Among 861 medical records screened, 246 (28.6%) were included. Most participants were female (86.2%) with a mean age of 42.8 ± 12.7 years, 52% had hypertension, 31.3% type 2 diabetes and 30% dyslipidemia. The average baseline BMI and weight were 39.7 kg/m² and 104.2 kg, respectively. The mean daily doses of sibutramine and topiramate were 11 ± 2.1 mg and 119.7 ± 54.7 mg, respectively. There was a significant change in body weight precociously at 3 months on the combination (96.8 ± 20.7 kg, p < 0.001), with 61.8% of patients achieving at least ≥ 5% of weight loss, 29.4% ≥10% and 10.9% ≥15%. At 36 months, 64% maintained at least ≥ 5% of weight loss, 40.6% ≥10% and 26.5% ≥15%. Common adverse effects included paresthesia, memory impairment, bradyphrenia and elevated blood pressure. The discontinuation rate was 24.4%. No major safety concern was observed in a mean follow-up of 25.3 months.

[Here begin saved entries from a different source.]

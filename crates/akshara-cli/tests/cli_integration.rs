//! CLI subprocess integration tests.
//!
//! These tests invoke the `akshara` binary as a subprocess against the mock
//! backend and an in-process stub of the transliteration API, and verify
//! exit codes, stdout content, and JSON output stability.

use akshara_server::{Stub, TestServer};
use std::process::{Command, Output};
use std::time::Duration;

struct Env {
    config: tempfile::TempDir,
    data: tempfile::TempDir,
    locks: tempfile::TempDir,
}

impl Env {
    fn new() -> Self {
        Self {
            config: tempfile::tempdir().unwrap(),
            data: tempfile::tempdir().unwrap(),
            locks: tempfile::tempdir().unwrap(),
        }
    }

    fn akshara(&self) -> Command {
        let mut cmd = Command::new(env!("CARGO_BIN_EXE_akshara"));
        cmd.env("XDG_CONFIG_HOME", self.config.path())
            .env("XDG_DATA_HOME", self.data.path())
            .env("TMPDIR", self.locks.path())
            .env("AKSHARA_SKIP_PREREQS", "1")
            .env_remove("AKSHARA_PROJECT")
            .env_remove("AKSHARA_PORT")
            .env_remove("AKSHARA_BACKEND")
            .env_remove("AKSHARA_LOG")
            .args(["--backend", "mock"]);
        cmd
    }

    fn against(&self, server: &TestServer) -> Command {
        let mut cmd = self.akshara();
        cmd.args(["--host", &server.host, "--port", &server.port.to_string()]);
        cmd
    }
}

fn stdout(output: &Output) -> String {
    String::from_utf8_lossy(&output.stdout).into_owned()
}

fn stderr(output: &Output) -> String {
    String::from_utf8_lossy(&output.stderr).into_owned()
}

fn json(output: &Output) -> serde_json::Value {
    serde_json::from_slice(&output.stdout)
        .unwrap_or_else(|e| panic!("invalid JSON ({e}): {}", stdout(output)))
}

/// A loopback port with nothing listening on it.
fn closed_port() -> u16 {
    let listener = std::net::TcpListener::bind("127.0.0.1:0").unwrap();
    listener.local_addr().unwrap().port()
}

#[test]
fn cli_version_exits_zero() {
    let output = Env::new().akshara().arg("--version").output().unwrap();
    assert!(output.status.success(), "akshara --version must exit 0");
    assert!(stdout(&output).contains("akshara"));
}

#[test]
fn cli_help_lists_commands() {
    let output = Env::new().akshara().arg("--help").output().unwrap();
    assert!(output.status.success());
    let out = stdout(&output);
    for cmd in ["init", "recreate", "pull", "stop", "translit", "roman", "scripts"] {
        assert!(out.contains(cmd), "help must list '{cmd}'");
    }
}

#[test]
fn cli_translit_prints_service_result() {
    let env = Env::new();
    let server = TestServer::echo();

    let output = env
        .against(&server)
        .args(["translit", "namaste", "--from", "ISO", "--to", "Devanagari"])
        .output()
        .unwrap();
    assert!(output.status.success(), "stderr: {}", stderr(&output));
    assert_eq!(stdout(&output), "namaste\n");

    let queries = server.queries();
    assert_eq!(queries.len(), 1);
    assert_eq!(queries[0].source.as_deref(), Some("ISO"));
    assert_eq!(queries[0].target.as_deref(), Some("Devanagari"));
    assert!(!queries[0].has_param("nativize"));
}

#[test]
fn cli_translit_forwards_options() {
    let env = Env::new();
    let server = TestServer::echo();

    let output = env
        .against(&server)
        .args([
            "translit",
            "x",
            "--to",
            "ISO",
            "--no-nativize",
            "--pre",
            "RemoveDiacritics",
            "--post",
            "A",
            "--post",
            "B",
        ])
        .output()
        .unwrap();
    assert!(output.status.success(), "stderr: {}", stderr(&output));

    let q = &server.queries()[0];
    assert_eq!(q.nativize.as_deref(), Some("false"));
    assert_eq!(q.preoptions.as_deref(), Some("RemoveDiacritics"));
    assert_eq!(q.postoptions.as_deref(), Some("A,B"));
    assert!(!q.has_param("source"));
}

#[test]
fn cli_translit_json_output_stable() {
    let env = Env::new();
    let server = TestServer::start(Stub::fixed("namaste"));

    let output = env
        .against(&server)
        .args(["--json", "translit", "नमस्ते", "--to", "ISO"])
        .output()
        .unwrap();
    assert!(output.status.success(), "stderr: {}", stderr(&output));

    let value = json(&output);
    assert_eq!(value["text"], "नमस्ते");
    assert_eq!(value["to"], "ISO");
    assert!(value["from"].is_null());
    assert_eq!(value["result"], "namaste");
}

#[test]
fn cli_invalid_target_is_validation_error() {
    let env = Env::new();
    let server = TestServer::echo();

    let output = env
        .against(&server)
        .args(["translit", "x", "--to", "NotAScript"])
        .output()
        .unwrap();
    assert_eq!(output.status.code(), Some(2));
    assert!(stderr(&output).contains("invalid target script"));
    assert!(server.queries().is_empty(), "validation must not reach the service");
}

#[test]
fn cli_empty_text_is_validation_error() {
    let env = Env::new();
    let server = TestServer::echo();

    let output = env
        .against(&server)
        .args(["translit", "", "--from", "Bogus", "--to", "ISO"])
        .output()
        .unwrap();
    assert_eq!(output.status.code(), Some(2));
    assert!(stderr(&output).contains("empty"));
}

#[test]
fn cli_roman_resolves_language_scripts() {
    let env = Env::new();
    let server = TestServer::start(Stub::fixed("namaste"));

    let output = env
        .against(&server)
        .args(["--json", "roman", "नमस्ते", "--lang", "hi"])
        .output()
        .unwrap();
    assert!(output.status.success(), "stderr: {}", stderr(&output));

    let value = json(&output);
    assert_eq!(value["from"], "Devanagari");
    assert_eq!(value["to"], "ISO");
    assert_eq!(value["result"], "namaste");

    let q = &server.queries()[0];
    assert_eq!(q.source.as_deref(), Some("Devanagari"));
    assert_eq!(q.target.as_deref(), Some("ISO"));
}

#[test]
fn cli_roman_unmapped_language_fails_before_service() {
    let env = Env::new();
    let server = TestServer::echo();

    let output = env
        .against(&server)
        .args(["roman", "hello", "--lang", "eng"])
        .output()
        .unwrap();
    assert_eq!(output.status.code(), Some(2));
    assert!(stderr(&output).contains("no script mapping"));
    assert!(server.queries().is_empty());
}

#[test]
fn cli_backend_status_error_exits_3() {
    let env = Env::new();
    let server = TestServer::start(Stub::status(500));

    let output = env
        .against(&server)
        .args(["--json", "translit", "x", "--to", "ISO"])
        .output()
        .unwrap();
    assert_eq!(output.status.code(), Some(3));
    let value = json(&output);
    assert_eq!(value["stage"], "backend");
    assert!(value["error"].as_str().unwrap().contains("500"));
}

#[test]
fn cli_unreachable_service_is_transport_error() {
    let env = Env::new();
    let port = closed_port();

    let output = env
        .akshara()
        .args(["--host", "127.0.0.1", "--port", &port.to_string()])
        .args(["translit", "x", "--to", "ISO"])
        .output()
        .unwrap();
    assert_eq!(output.status.code(), Some(3));
    assert!(stderr(&output).contains("VPN"));
}

#[test]
fn cli_timeout_bounds_slow_service() {
    let env = Env::new();
    let server = TestServer::start(Stub::echo().with_delay(Duration::from_secs(10)));

    let started = std::time::Instant::now();
    let output = env
        .against(&server)
        .args(["--timeout", "1", "translit", "x", "--to", "ISO"])
        .output()
        .unwrap();
    assert_eq!(output.status.code(), Some(3));
    assert!(stderr(&output).contains("deadline exceeded"));
    assert!(started.elapsed() < Duration::from_secs(8));
}

#[test]
fn cli_init_json_reports_ready() {
    let env = Env::new();
    let output = env.akshara().args(["--json", "init"]).output().unwrap();
    assert!(output.status.success(), "stderr: {}", stderr(&output));

    let value = json(&output);
    assert_eq!(value["state"], "ready");
    assert_eq!(value["backend"], "mock");
    assert_eq!(value["project"], "aksharamukha");
    assert_eq!(value["base_url"], "http://localhost:8085/api/public");
}

#[test]
fn cli_project_and_port_flags_apply() {
    let env = Env::new();
    let output = env
        .akshara()
        .args(["--json", "--project", "custom", "--port", "9999", "init", "--quiet"])
        .output()
        .unwrap();
    assert!(output.status.success(), "stderr: {}", stderr(&output));

    let value = json(&output);
    assert_eq!(value["project"], "custom");
    assert_eq!(value["base_url"], "http://localhost:9999/api/public");
}

#[test]
fn cli_settings_file_is_read() {
    let env = Env::new();
    let dir = env.config.path().join("akshara");
    std::fs::create_dir_all(&dir).unwrap();
    std::fs::write(
        dir.join("config.toml"),
        "project_name = \"from-file\"\nport = 9100\n",
    )
    .unwrap();

    let output = env.akshara().args(["--json", "init"]).output().unwrap();
    assert!(output.status.success(), "stderr: {}", stderr(&output));
    let value = json(&output);
    assert_eq!(value["project"], "from-file");
    assert_eq!(value["base_url"], "http://localhost:9100/api/public");
}

#[test]
fn cli_invalid_settings_file_fails() {
    let env = Env::new();
    let path = env.config.path().join("bad.toml");
    std::fs::write(&path, "no_such_setting = true\n").unwrap();

    let output = env
        .akshara()
        .args(["--config", &path.to_string_lossy(), "status"])
        .output()
        .unwrap();
    assert_eq!(output.status.code(), Some(1));
    assert!(stderr(&output).contains("configuration error"));
}

#[test]
fn cli_status_json_for_stopped_service() {
    let env = Env::new();
    let output = env.akshara().args(["--json", "status"]).output().unwrap();
    assert!(output.status.success(), "stderr: {}", stderr(&output));

    let value = json(&output);
    assert_eq!(value["running"], false);
    assert_eq!(value["ready"], false);
    assert!(value["services"].as_array().unwrap().is_empty());
}

#[test]
fn cli_stop_is_idempotent() {
    let env = Env::new();
    for _ in 0..2 {
        let output = env.akshara().arg("stop").output().unwrap();
        assert!(output.status.success(), "stderr: {}", stderr(&output));
        assert!(stdout(&output).contains("stopped aksharamukha"));
    }
}

#[test]
fn cli_pull_with_mock_succeeds() {
    let env = Env::new();
    let output = env.akshara().args(["--json", "pull"]).output().unwrap();
    assert!(output.status.success(), "stderr: {}", stderr(&output));
    assert_eq!(json(&output)["pulled"], true);
}

#[test]
fn cli_recreate_latest_with_mock_succeeds() {
    let env = Env::new();
    let output = env
        .akshara()
        .args(["--json", "recreate", "--latest"])
        .output()
        .unwrap();
    assert!(output.status.success(), "stderr: {}", stderr(&output));
    let value = json(&output);
    assert_eq!(value["state"], "ready");
    assert_eq!(value["pulled_latest"], true);
}

#[test]
fn cli_unknown_backend_fails() {
    let env = Env::new();
    let output = env
        .akshara()
        .args(["--backend", "nonexistent", "status"])
        .output()
        .unwrap();
    assert!(!output.status.success());
    assert!(stderr(&output).contains("nonexistent"));
}

#[test]
fn cli_scripts_lists_catalog() {
    let output = Env::new()
        .akshara()
        .args(["--json", "scripts"])
        .output()
        .unwrap();
    assert!(output.status.success());
    let value = json(&output);
    let scripts = value.as_array().unwrap();
    assert_eq!(scripts.len(), 141);
    assert!(scripts.iter().any(|s| s == "Devanagari"));
}

#[test]
fn cli_scripts_for_language() {
    let output = Env::new()
        .akshara()
        .args(["--json", "scripts", "--lang", "ta"])
        .output()
        .unwrap();
    assert!(output.status.success(), "stderr: {}", stderr(&output));
    let value = json(&output);
    assert_eq!(value["language"], "tam");
    assert_eq!(value["scripts"][0], "Tamil");
}

#[test]
fn cli_scripts_invalid_language_exits_2() {
    let output = Env::new()
        .akshara()
        .args(["scripts", "--lang", "12"])
        .output()
        .unwrap();
    assert_eq!(output.status.code(), Some(2));
}

#[test]
fn cli_doctor_json_lists_checks() {
    let output = Env::new()
        .akshara()
        .args(["--json", "doctor"])
        .output()
        .unwrap();
    assert!(output.status.success(), "stderr: {}", stderr(&output));
    let value = json(&output);
    assert_eq!(value["healthy"], true);
    let names: Vec<_> = value["checks"]
        .as_array()
        .unwrap()
        .iter()
        .map(|c| c["name"].as_str().unwrap().to_owned())
        .collect();
    assert!(names.contains(&"backend_prereqs".to_owned()));
    assert!(names.contains(&"project_lock".to_owned()));
}

#[test]
fn cli_completions_bash() {
    let output = Env::new()
        .akshara()
        .args(["completions", "bash"])
        .output()
        .unwrap();
    assert!(output.status.success());
    assert!(stdout(&output).contains("akshara"));
}

#[test]
fn cli_man_pages_written() {
    let dir = tempfile::tempdir().unwrap();
    let output = Env::new()
        .akshara()
        .args(["man-pages", &dir.path().to_string_lossy()])
        .output()
        .unwrap();
    assert!(output.status.success(), "stderr: {}", stderr(&output));
    assert!(dir.path().join("akshara.1").exists());
    assert!(dir.path().join("akshara-translit.1").exists());
}
use super::{json_pretty, spin_fail, spin_ok, with_pull_progress, CliError, EXIT_SUCCESS};
use akshara_core::{Context, ManagerBuilder};

pub fn run(builder: ManagerBuilder, ctx: &Context, json: bool) -> Result<u8, CliError> {
    let (builder, pb) = if json {
        (builder, None)
    } else {
        let (builder, pb) = with_pull_progress(builder);
        pb.set_message("pulling images...");
        (builder, Some(pb))
    };
    let manager = builder.build()?;

    if let Err(e) = manager.pull_images(ctx) {
        if let Some(ref pb) = pb {
            spin_fail(pb, "pull failed");
        }
        return Err(e.into());
    }
    if let Some(ref pb) = pb {
        spin_ok(pb, "images up to date");
    }

    if json {
        let payload = serde_json::json!({
            "project": manager.project(),
            "pulled": true,
        });
        println!("{}", json_pretty(&payload)?);
    }
    Ok(EXIT_SUCCESS)
}
use crate::backend::{ProgressFn, ServiceBackend, ServiceSpec, ServiceState, ServiceStatus, StartOptions};
use crate::context::Context;
use crate::logs::LogFollower;
use crate::prereq::{
    check_compose_prereqs, compose_plugin_available, standalone_compose_available, MissingPrereq,
};
use crate::process::{self, describe};
use crate::progress::parse_progress_line;
use crate::RuntimeError;
use serde::Deserialize;
use std::collections::HashMap;
use std::ffi::OsString;
use std::process::Command;
use std::sync::{Mutex, OnceLock, PoisonError};
use std::time::{Duration, Instant, SystemTime, UNIX_EPOCH};
use tracing::{debug, info, warn};

const DEFAULT_POLL_INTERVAL: Duration = Duration::from_secs(1);
/// Lines per service fetched by each readiness probe.
const READY_LOG_TAIL: &str = "500";

#[derive(Debug, Clone, Copy, PartialEq, Eq)]
enum Flavor {
    /// `docker compose`
    Plugin,
    /// `docker-compose`
    Standalone,
}

/// Backend driving a compose project through the docker CLI.
pub struct ComposeBackend {
    flavor: OnceLock<Flavor>,
    poll_interval: Duration,
    /// Program and leading arguments standing in for `docker`.
    docker: Vec<OsString>,
    /// When `start` last ran, per project. Readiness only trusts log lines
    /// written after it, since stopped containers keep their old output.
    started_at: Mutex<HashMap<String, SystemTime>>,
}

impl Default for ComposeBackend {
    fn default() -> Self {
        Self {
            flavor: OnceLock::new(),
            poll_interval: DEFAULT_POLL_INTERVAL,
            docker: vec![OsString::from("docker")],
            started_at: Mutex::new(HashMap::new()),
        }
    }
}

impl ComposeBackend {
    pub fn new() -> Self {
        Self::default()
    }

    #[must_use]
    pub fn with_poll_interval(mut self, interval: Duration) -> Self {
        self.poll_interval = interval;
        self
    }

    fn flavor(&self) -> Flavor {
        *self.flavor.get_or_init(|| {
            if !compose_plugin_available() && standalone_compose_available() {
                Flavor::Standalone
            } else {
                Flavor::Plugin
            }
        })
    }

    fn compose(&self, spec: &ServiceSpec) -> Command {
        let mut cmd = match self.flavor() {
            Flavor::Plugin => {
                let mut c = match self.docker.split_first() {
                    Some((program, args)) => {
                        let mut c = Command::new(program);
                        c.args(args);
                        c
                    }
                    None => Command::new("docker"),
                };
                c.arg("compose");
                c
            }
            Flavor::Standalone => Command::new("docker-compose"),
        };
        cmd.args(["--project-name", &spec.project, "--file", &spec.compose_file])
            .current_dir(&spec.compose_dir);
        cmd
    }

    fn is_checked_out(spec: &ServiceSpec) -> bool {
        spec.compose_path().is_file()
    }

    fn started_at(&self, project: &str) -> Option<SystemTime> {
        self.started_at
            .lock()
            .unwrap_or_else(PoisonError::into_inner)
            .get(project)
            .copied()
    }

    /// Recent log lines, limited to those written since the last `start`.
    fn ready_logs_command(&self, spec: &ServiceSpec) -> Command {
        let mut cmd = self.compose(spec);
        cmd.args(["logs", "--no-color"]);
        if let Some(since) = self.started_at(&spec.project) {
            cmd.args(["--since", &since_arg(since)]);
        }
        cmd.args(["--tail", READY_LOG_TAIL]);
        cmd
    }

    fn probe(&self, spec: &ServiceSpec, ctx: &Context) -> Result<bool, RuntimeError> {
        let status = self.status(spec, ctx)?;
        if !status.all_ready(&spec.services) {
            return Ok(false);
        }
        match &spec.ready_marker {
            Some(marker) => {
                let output = process::run(self.ready_logs_command(spec), ctx, None)?;
                Ok(output.stdout.contains(marker.as_str()))
            }
            None => Ok(true),
        }
    }
}

impl ServiceBackend for ComposeBackend {
    fn name(&self) -> &'static str {
        "compose"
    }

    fn available(&self) -> bool {
        compose_plugin_available() || standalone_compose_available()
    }

    fn missing_prereqs(&self) -> Vec<MissingPrereq> {
        check_compose_prereqs()
    }

    fn prepare(&self, spec: &ServiceSpec, update: bool, ctx: &Context) -> Result<(), RuntimeError> {
        let is_repo = spec.compose_dir.join(".git").is_dir();

        if !is_repo && !Self::is_checked_out(spec) {
            if let Some(parent) = spec.compose_dir.parent() {
                std::fs::create_dir_all(parent)?;
            }
            info!(
                "cloning {} into {}",
                spec.remote_repo,
                spec.compose_dir.display()
            );
            let mut cmd = Command::new("git");
            cmd.args(["clone", "--depth", "1", &spec.remote_repo])
                .arg(&spec.compose_dir);
            process::run(cmd, ctx, None)?;
        } else if update && is_repo {
            info!("updating compose checkout in {}", spec.compose_dir.display());
            let mut cmd = Command::new("git");
            cmd.arg("-C")
                .arg(&spec.compose_dir)
                .args(["pull", "--ff-only"]);
            process::run(cmd, ctx, None)?;
        }

        if !Self::is_checked_out(spec) {
            return Err(RuntimeError::ComposeFileMissing(spec.compose_path()));
        }
        Ok(())
    }

    fn start(
        &self,
        spec: &ServiceSpec,
        opts: StartOptions,
        ctx: &Context,
    ) -> Result<(), RuntimeError> {
        let mut cmd = self.compose(spec);
        cmd.args(["up", "--detach"]);
        if opts.build {
            cmd.arg("--build");
        }
        if opts.pull_latest {
            cmd.args(["--pull", "always"]);
        }
        if opts.quiet {
            cmd.arg("--quiet-pull");
        }
        self.started_at
            .lock()
            .unwrap_or_else(PoisonError::into_inner)
            .insert(spec.project.clone(), SystemTime::now());
        process::run(cmd, ctx, None)?;
        Ok(())
    }

    fn wait_ready(
        &self,
        spec: &ServiceSpec,
        timeout: Duration,
        ctx: &Context,
    ) -> Result<(), RuntimeError> {
        let started = Instant::now();
        let bounded = ctx.with_timeout(timeout);
        let gave_up = || match ctx.err() {
            Some(reason) => RuntimeError::Canceled(reason),
            None => RuntimeError::NotReady {
                project: spec.project.clone(),
                waited: started.elapsed(),
            },
        };

        loop {
            match self.probe(spec, &bounded) {
                Ok(true) => {
                    debug!("project {} ready after {:?}", spec.project, started.elapsed());
                    return Ok(());
                }
                Ok(false) => {}
                Err(RuntimeError::Canceled(_)) => return Err(gave_up()),
                Err(e) => debug!("readiness probe failed: {e}"),
            }
            if bounded.sleep(self.poll_interval).is_err() {
                return Err(gave_up());
            }
        }
    }

    fn stop(&self, spec: &ServiceSpec, ctx: &Context) -> Result<(), RuntimeError> {
        if !Self::is_checked_out(spec) {
            debug!("nothing to stop: {} has no compose file", spec.project);
            return Ok(());
        }
        let mut cmd = self.compose(spec);
        cmd.arg("stop");
        process::run(cmd, ctx, None)?;
        Ok(())
    }

    fn remove(&self, spec: &ServiceSpec, ctx: &Context) -> Result<(), RuntimeError> {
        if !Self::is_checked_out(spec) {
            debug!("nothing to remove: {} has no compose file", spec.project);
            return Ok(());
        }
        let mut cmd = self.compose(spec);
        cmd.args(["down", "--remove-orphans"]);
        process::run(cmd, ctx, None)?;
        Ok(())
    }

    fn pull(
        &self,
        spec: &ServiceSpec,
        progress: Option<&ProgressFn>,
        ctx: &Context,
    ) -> Result<(), RuntimeError> {
        if !Self::is_checked_out(spec) {
            return Err(RuntimeError::ComposeFileMissing(spec.compose_path()));
        }
        let mut cmd = self.compose(spec);
        cmd.arg("pull");

        let mut report = |line: &str| {
            let Some(cb) = progress else { return };
            if let Some(p) = parse_progress_line(line) {
                let status = match &p.layer {
                    Some(layer) => format!("{} {layer}", p.status),
                    None => p.status,
                };
                cb(p.current, p.total, &status);
            }
        };
        process::run(cmd, ctx, Some(&mut report))?;
        Ok(())
    }

    fn status(&self, spec: &ServiceSpec, ctx: &Context) -> Result<ServiceStatus, RuntimeError> {
        if !Self::is_checked_out(spec) {
            return Ok(ServiceStatus::new(&spec.project, Vec::new(), &spec.services));
        }
        let mut cmd = self.compose(spec);
        cmd.args(["ps", "--all", "--format", "json"]);
        let output = process::run(cmd, ctx, None)?;
        let services = parse_ps_output(&output.stdout)?;
        Ok(ServiceStatus::new(&spec.project, services, &spec.services))
    }

    fn logs(
        &self,
        spec: &ServiceSpec,
        tail: usize,
        ctx: &Context,
    ) -> Result<String, RuntimeError> {
        if !Self::is_checked_out(spec) {
            return Ok(String::new());
        }
        let tail = if tail == 0 {
            "all".to_owned()
        } else {
            tail.to_string()
        };
        let mut cmd = self.compose(spec);
        cmd.args(["logs", "--no-color", "--tail", &tail]);
        let output = process::run(cmd, ctx, None)?;
        Ok(output.stdout)
    }

    fn follow_logs(&self, spec: &ServiceSpec) -> Option<LogFollower> {
        if !Self::is_checked_out(spec) {
            return None;
        }
        let mut cmd = self.compose(spec);
        cmd.args(["logs", "--follow", "--no-color", "--tail", "0"]);
        let command = describe(&cmd);
        match LogFollower::spawn(&spec.project, cmd) {
            Ok(follower) => Some(follower),
            Err(e) => {
                warn!("could not follow logs with `{command}`: {e}");
                None
            }
        }
    }
}

#[derive(Debug, Deserialize)]
#[serde(rename_all = "PascalCase")]
struct PsEntry {
    #[serde(default)]
    name: String,
    #[serde(default)]
    service: String,
    #[serde(default)]
    state: String,
    #[serde(default)]
    health: Option<String>,
}

impl From<PsEntry> for ServiceState {
    fn from(e: PsEntry) -> Self {
        Self {
            name: if e.service.is_empty() { e.name } else { e.service },
            state: e.state,
            health: e.health.filter(|h| !h.is_empty()),
        }
    }
}

/// `--since` value for docker: Unix seconds with nanosecond fraction.
fn since_arg(at: SystemTime) -> String {
    let elapsed = at.duration_since(UNIX_EPOCH).unwrap_or_default();
    format!("{}.{:09}", elapsed.as_secs(), elapsed.subsec_nanos())
}

/// Parse `compose ps --format json`, which is a JSON array in older compose
/// releases and one object per line in newer ones.
fn parse_ps_output(output: &str) -> Result<Vec<ServiceState>, RuntimeError> {
    let trimmed = output.trim();
    if trimmed.is_empty() {
        return Ok(Vec::new());
    }
    let entries: Vec<PsEntry> = if trimmed.starts_with('[') {
        serde_json::from_str(trimmed)
            .map_err(|e| RuntimeError::Parse(format!("compose ps output: {e}")))?
    } else {
        trimmed
            .lines()
            .filter(|l| !l.trim().is_empty())
            .map(|l| {
                serde_json::from_str(l)
                    .map_err(|e| RuntimeError::Parse(format!("compose ps line: {e}")))
            })
            .collect::<Result<_, _>>()?
    };
    Ok(entries.into_iter().map(ServiceState::from).collect())
}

In a real-world setting, sibutramine and topiramate combination therapy was associated with clinically meaningful weight loss alongside a good tolerability profile.
对于大多数人而言,仅通过生活方式改变来长期治疗肥胖是难以维持的。对于体重指数(BMI)≥30 kg/m² 或≥27 kg/m² 且伴有一种或多种合并症的个体,推荐使用抗肥胖药物。在巴西,联合使用西布曲明和托吡酯治疗肥胖在日常临床实践中很常见。然而,关于其有效性和安全性的数据尚缺乏。因此,本研究的目的是在真实世界场景中评估这种联合用药治疗肥胖的效果。
这项回顾性队列研究纳入了2012年至2022年期间在一家大型三级医疗中心接受西布曲明和托吡酯治疗至少3个月的18岁及以上肥胖个体。从医疗记录中收集基线和随访数据。
在筛选的861份医疗记录中,纳入了246份(28.6%)。大多数参与者为女性(86.2%),平均年龄为42.8±12.7岁,52%患有高血压,31.3%患有2型糖尿病,30%患有血脂异常。平均基线BMI和体重分别为39.7 kg/m²和104.2 kg。西布曲明和托吡酯的平均日剂量分别为11±2.1 mg和119.7±54.7 mg。联合用药3个月时体重出现显著早期变化(96.8±20.7 kg,p<0.001),61.8%的患者体重减轻至少≥5%,29.4%≥10%,10.9%≥15%。在36个月时,64%的患者体重减轻至少≥5%,40.6%≥10%,26.5%≥15%。常见的不良反应包括感觉异常、记忆障碍、思维迟缓及血压升高。停药率为24.4%。在平均25.3个月的随访中未观察到重大安全问题。
在真实世界环境中,西布曲明和托吡酯联合治疗与具有临床意义的体重减轻相关,且耐受性良好。